Your goal
Consider the listing below. Extract exactly the lines from the line containing "Ok(Self::default())" to the line containing "pub fn fetch_timeout(&self)", both included.

Supplied material
---+---
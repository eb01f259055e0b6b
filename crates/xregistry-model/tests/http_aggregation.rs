//! End-to-end aggregation against mock registry servers

use futures::StreamExt;
use httpmock::prelude::*;
use serde_json::json;
use xregistry_model::{LoadStatus, ModelService, ModelServiceConfig};

#[tokio::test]
async fn test_two_registries_are_merged() {
    let registry_a = MockServer::start_async().await;
    let registry_b = MockServer::start_async().await;

    let model_a = registry_a
        .mock_async(|when, then| {
            when.method(GET).path("/model");
            then.status(200)
                .header("content-type", "application/json")
                .json_body(json!({
                    "specversion": "1.0-rc1",
                    "description": "A",
                    "capabilities": { "apis": ["/model"] },
                    "groups": { "foo": { "plural": "foo", "singular": "foo" } }
                }));
        })
        .await;
    let model_b = registry_b
        .mock_async(|when, then| {
            when.method(GET).path("/model");
            then.status(200)
                .header("content-type", "application/json")
                .json_body(json!({
                    "description": "",
                    "capabilities": { "apis": ["/export"] },
                    "groups": { "bar": { "plural": "bar", "singular": "bar" } }
                }));
        })
        .await;

    let config = ModelServiceConfig::builder()
        .api_endpoint(&registry_a.base_url())
        .api_endpoint(&registry_b.base_url())
        .build();
    let service = ModelService::from_config(config).unwrap();

    let (first, second) = tokio::join!(service.get_registry_model(), service.get_registry_model());

    assert_eq!(first, second);
    assert!(first.has_group_type("foo"));
    assert!(first.has_group_type("bar"));
    assert_eq!(first.description, "A");
    assert!(first.capabilities.apis.contains("/model"));
    assert!(first.capabilities.apis.contains("/export"));

    model_a.assert_hits_async(1).await;
    model_b.assert_hits_async(1).await;

    assert_eq!(
        service.get_api_endpoints_for_group_type("bar").await,
        vec![registry_b.base_url()]
    );
}

#[tokio::test]
async fn test_failing_registry_is_tolerated() {
    let healthy = MockServer::start_async().await;
    let broken = MockServer::start_async().await;

    healthy
        .mock_async(|when, then| {
            when.method(GET).path("/model.json");
            then.status(200).json_body(json!({ "groups": { "endpoints": {} } }));
        })
        .await;
    broken
        .mock_async(|when, then| {
            when.method(GET).path("/model");
            then.status(500);
        })
        .await;

    let config = ModelServiceConfig::builder()
        .model_uri(&healthy.url("/model.json"))
        .api_endpoint(&broken.base_url())
        .build();
    let service = ModelService::from_config(config).unwrap();

    let updates: Vec<_> = service.get_progressive_registry_model().await.collect().await;
    let last = updates.last().unwrap();
    assert!(last.is_complete);
    assert_eq!(last.total_count, 2);
    assert!(last.model.has_group_type("endpoints"));

    let statuses = service.endpoint_statuses().await;
    let broken_status = statuses
        .iter()
        .find(|(endpoint, _)| *endpoint == broken.base_url())
        .map(|(_, status)| status)
        .unwrap();
    assert_eq!(broken_status.status, LoadStatus::Failed);
    assert_eq!(broken_status.error.as_deref(), Some("HTTP 500: Internal Server Error"));
}

#[tokio::test]
async fn test_clear_all_caches_issues_fresh_requests() {
    let registry = MockServer::start_async().await;
    let model = registry
        .mock_async(|when, then| {
            when.method(GET).path("/model");
            then.status(200).json_body(json!({ "groups": { "foo": {} } }));
        })
        .await;

    let config = ModelServiceConfig::builder()
        .api_endpoint(&registry.base_url())
        .build();
    let service = ModelService::from_config(config).unwrap();

    service.get_registry_model().await;
    service.get_registry_model().await;
    model.assert_hits_async(1).await;

    service.clear_all_caches().await;
    service.get_registry_model().await;
    model.assert_hits_async(2).await;
}
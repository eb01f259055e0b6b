//! Configuration for the model service
//!
//! Supports loading from JSON/YAML files. Keys follow the viewer's
//! `config.json` (`modelUris`, `apiEndpoints`, ...).

use anyhow::{Context, Result};
use serde::{Deserialize, Serialize};
use std::collections::HashSet;
use std::path::Path;
use std::time::Duration;
use tracing::info;

/// Environment variable naming an explicit config file
pub const CONFIG_PATH_ENV: &str = "XREGISTRY_MODEL_CONFIG";

/// Main configuration for the model service
#[derive(Debug, Clone, PartialEq, Serialize, Deserialize)]
#[serde(rename_all = "camelCase")]
pub struct ModelServiceConfig {
    /// URLs that serve a model document directly
    #[serde(default)]
    pub model_uris: Vec<String>,

    /// Registry API base URLs; `/model` is appended when fetching
    #[serde(default)]
    pub api_endpoints: Vec<String>,

    /// Hard per-endpoint deadline in milliseconds
    #[serde(default = "default_fetch_timeout_ms")]
    pub fetch_timeout_ms: u64,

    /// Group types pinned to particular endpoints
    #[serde(default)]
    pub endpoint_affinity: Vec<EndpointAffinity>,
}

fn default_fetch_timeout_ms() -> u64 {
    15_000
}

impl Default for ModelServiceConfig {
    fn default() -> Self {
        Self {
            model_uris: vec![],
            api_endpoints: vec![],
            fetch_timeout_ms: default_fetch_timeout_ms(),
            endpoint_affinity: vec![],
        }
    }
}

impl ModelServiceConfig {
    /// Load configuration from a JSON or YAML file
    pub fn load<P: AsRef<Path>>(path: P) -> Result<Self> {
        let path = path.as_ref();
        let content = std::fs::read_to_string(path)
            .with_context(|| format!("Failed to read config from {}", path.display()))?;

        let config: Self = if path.extension().map(|e| e == "yaml" || e == "yml").unwrap_or(false) {
            serde_yaml::from_str(&content)
                .with_context(|| "Failed to parse YAML config")?
        } else {
            serde_json::from_str(&content)
                .with_context(|| "Failed to parse JSON config")?
        };

        info!(
            "Loaded model config from {} ({} model URIs, {} API endpoints)",
            path.display(),
            config.model_uris.len(),
            config.api_endpoints.len()
        );
        Ok(config)
    }

    /// Load from `$XREGISTRY_MODEL_CONFIG` or default paths, with fallbacks
    pub fn load_default() -> Result<Self> {
        if let Ok(path) = std::env::var(CONFIG_PATH_ENV) {
            return Self::load(path);
        }

        let paths = [
            "/etc/xregistry-viewer/config.json",
            "/etc/xregistry-viewer/config.yaml",
            "config.json",
        ];

        for path in paths {
            if Path::new(path).exists() {
                return Self::load(path);
            }
        }

        info!("No model config found, using defaults");
        Ok(Self::default())
    }

    /// Create a builder for programmatic configuration
    pub fn builder() -> ModelServiceConfigBuilder {
        ModelServiceConfigBuilder::default()
    }

    pub fn fetch_timeout(&self) -> Duration {
        Duration::from_millis(self.fetch_timeout_ms)
    }

    /// Every endpoint to fetch: model URIs first, then API endpoints.
    /// Repeated entries are kept once, at their first position.
    pub fn endpoints(&self) -> Vec<Endpoint> {
        let mut seen = HashSet::new();
        self.model_uris
            .iter()
            .map(|uri| Endpoint::model_uri(uri))
            .chain(self.api_endpoints.iter().map(|api| Endpoint::api(api)))
            .filter(|endpoint| seen.insert(endpoint.key.clone()))
            .collect()
    }

    /// The affinity rule for a group type, if one is configured
    pub fn affinity_for(&self, group_type: &str) -> Option<&EndpointAffinity> {
        self.endpoint_affinity
            .iter()
            .find(|rule| rule.group_type == group_type)
    }
}

/// Builder for ModelServiceConfig
#[derive(Default)]
pub struct ModelServiceConfigBuilder {
    config: ModelServiceConfig,
}

impl ModelServiceConfigBuilder {
    pub fn model_uri(mut self, uri: &str) -> Self {
        self.config.model_uris.push(uri.to_string());
        self
    }

    pub fn api_endpoint(mut self, url: &str) -> Self {
        self.config.api_endpoints.push(url.to_string());
        self
    }

    pub fn fetch_timeout_ms(mut self, ms: u64) -> Self {
        self.config.fetch_timeout_ms = ms;
        self
    }

    pub fn affinity(mut self, group_type: &str, endpoint_contains: &str) -> Self {
        self.config.endpoint_affinity.push(EndpointAffinity {
            group_type: group_type.to_string(),
            endpoint_contains: endpoint_contains.to_string(),
        });
        self
    }

    pub fn build(self) -> ModelServiceConfig {
        self.config
    }
}

/// Restricts a group type to API endpoints whose URL contains a substring
#[derive(Debug, Clone, PartialEq, Eq, Serialize, Deserialize)]
#[serde(rename_all = "camelCase")]
pub struct EndpointAffinity {
    pub group_type: String,
    pub endpoint_contains: String,
}

impl EndpointAffinity {
    pub fn matches(&self, endpoint: &str) -> bool {
        endpoint.contains(&self.endpoint_contains)
    }
}

/// How an endpoint's model URL is derived
#[derive(Debug, Clone, Copy, PartialEq, Eq, Serialize, Deserialize)]
#[serde(rename_all = "snake_case")]
pub enum EndpointKind {
    /// Serves the model document at the configured URL
    ModelUri,
    /// Registry API root; the model lives under `/model`
    Api,
}

/// A configured endpoint
#[derive(Debug, Clone, PartialEq, Eq, Serialize, Deserialize)]
pub struct Endpoint {
    /// The endpoint string as configured; used as the cache key
    pub key: String,
    /// Where the model document is fetched from
    pub url: String,
    pub kind: EndpointKind,
}

impl Endpoint {
    pub fn model_uri(uri: &str) -> Self {
        Self {
            key: uri.to_string(),
            url: uri.to_string(),
            kind: EndpointKind::ModelUri,
        }
    }

    pub fn api(base: &str) -> Self {
        Self {
            key: base.to_string(),
            url: format!("{}/model", base.trim_end_matches('/')),
            kind: EndpointKind::Api,
        }
    }
}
---+---
Reply to the task
        Ok(Self::default())
    }

    /// Create a builder for programmatic configuration
    pub fn builder() -> ModelServiceConfigBuilder {
        ModelServiceConfigBuilder::default()
    }

    pub fn fetch_timeout(&self) -> Duration {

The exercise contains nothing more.